PASTA Lesion (Partial Articular Sided Tendon Avulsion)

What is it?

The rotator cuff is comprised of the four muscles and tendons that surround the top of the upper arm bone (humerus) and hold it in the shoulder joint (see Anatomy)

A PASTA lesion may result suddenly from a single traumatic event or may develop gradually. The lesion is a detachment of the front of the supraspinatus tendon from its attachment inside the joint. The majority of the tendon is still intact and attached properly.

Risk factors

  • Degeneration due to aging.
  • Repetitive overhead motion, such as tennis.
  • Excessive force, such as a fall.

Signs and symptoms

These are often very similar to other rotator cuff conditions and initially it may be difficult to distinguish them.

  • Recurrent, constant pain, particularly with overhead activities.
  • Pain at night that prevents sleeping on the affected side.
  • Muscle weakness, especially when attempting to lift the arm above shoulder height.

How is the diagnosis made?

The doctor will listen to the description of the symptoms and examine the shoulder for pain and weakness. Several investigations may be required to confirm the diagnosis. These can include:

  • Ultrasound
  • MRI

Treatment options

In most cases, the initial treatment is nonsurgical and involves several modalities.

  • Rest. If the tear is due in part to overuse, resting the shoulder may help.
  • Physiotherapy to strengthen the muscles, especially those which are not torn.
  • Nonsteroidal anti-inflammatory medications will help control pain.
  • Strengthening and stretching exercises, as part of a physical therapy program, are recommended.
  • Corticosteroid injections can help reduce pain but cannot be repeated frequently because they can also weaken the tendon.

If the symptoms do not settle with conservative treatment then surgical reattachment of the damaged portion may be appropriate. This is performed using arthroscopic techniques.

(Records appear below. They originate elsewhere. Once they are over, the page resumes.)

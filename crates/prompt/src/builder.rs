//! Prompt rendering.

use crate::loader::try_load_prompt;
use crate::types::{PromptDefinition, ANSWER_PROMPT_ID, FOLLOWUP_PROMPT_ID};
use handlebars::Handlebars;
use multihop_core::{AppError, AppResult};
use std::collections::HashMap;
use std::path::Path;

/// The two templates a multi-hop query renders, compiled once at startup.
#[derive(Debug, Clone)]
pub struct PromptTemplates {
    answer: PromptDefinition,
    followup: PromptDefinition,
    registry: Handlebars<'static>,
}

impl PromptTemplates {
    /// Compile the given definitions.
    pub fn new(answer: PromptDefinition, followup: PromptDefinition) -> AppResult<Self> {
        let mut registry = Handlebars::new();

        // Disable HTML escaping for plain text
        registry.register_escape_fn(handlebars::no_escape);

        for def in [&answer, &followup] {
            registry
                .register_template_string(&def.id, &def.template)
                .map_err(|e| {
                    AppError::Prompt(format!("Failed to register template '{}': {}", def.id, e))
                })?;
        }

        Ok(Self {
            answer,
            followup,
            registry,
        })
    }

    /// Built-in templates only.
    pub fn builtin() -> AppResult<Self> {
        Self::new(
            PromptDefinition::builtin_answer(),
            PromptDefinition::builtin_followup(),
        )
    }

    /// Built-in templates, replaced by any `<id>.yml` override in `prompts_dir`.
    pub fn load(prompts_dir: &Path) -> AppResult<Self> {
        let answer = try_load_prompt(prompts_dir, ANSWER_PROMPT_ID)?
            .unwrap_or_else(PromptDefinition::builtin_answer);
        let followup = try_load_prompt(prompts_dir, FOLLOWUP_PROMPT_ID)?
            .unwrap_or_else(PromptDefinition::builtin_followup);

        tracing::debug!(
            answer = %answer.created_by,
            followup = %followup.created_by,
            "Prompt templates ready"
        );

        Self::new(answer, followup)
    }

    /// Render the final-answer prompt.
    pub fn render_answer(&self, evidence: &str, question: &str) -> AppResult<String> {
        let mut vars = HashMap::new();
        vars.insert("evidence", evidence.to_string());
        vars.insert("question", question.to_string());
        self.render(&self.answer.id, &vars)
    }

    /// Render the follow-up synthesis prompt.
    pub fn render_followup(
        &self,
        evidence: &str,
        question: &str,
        max_questions: usize,
    ) -> AppResult<String> {
        let mut vars = HashMap::new();
        vars.insert("evidence", evidence.to_string());
        vars.insert("question", question.to_string());
        vars.insert("maxQuestions", max_questions.to_string());
        self.render(&self.followup.id, &vars)
    }

    fn render(&self, id: &str, vars: &HashMap<&str, String>) -> AppResult<String> {
        self.registry
            .render(id, vars)
            .map_err(|e| AppError::Prompt(format!("Failed to render template '{}': {}", id, e)))
    }
}

/// Render an ad-hoc Handlebars template with variables.
pub fn render_template(template: &str, variables: &HashMap<String, String>) -> AppResult<String> {
    let mut handlebars = Handlebars::new();
    handlebars.register_escape_fn(handlebars::no_escape);

    handlebars
        .render_template(template, variables)
        .map_err(|e| AppError::Prompt(format!("Failed to render template: {}", e)))
}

See Surgery – PASTA Repair


It takes some time to recover from shoulder surgery. Full function may not return for up to a year. A physiotherapy program of exercises to strengthen and restore motion will be started after surgery. Commitment to following the program outlined will make a difference in the ultimate results. Although every case is unique, surgery can relieve pain for most people and rehabilitation can restore a functional (but oiften not full) range of motion.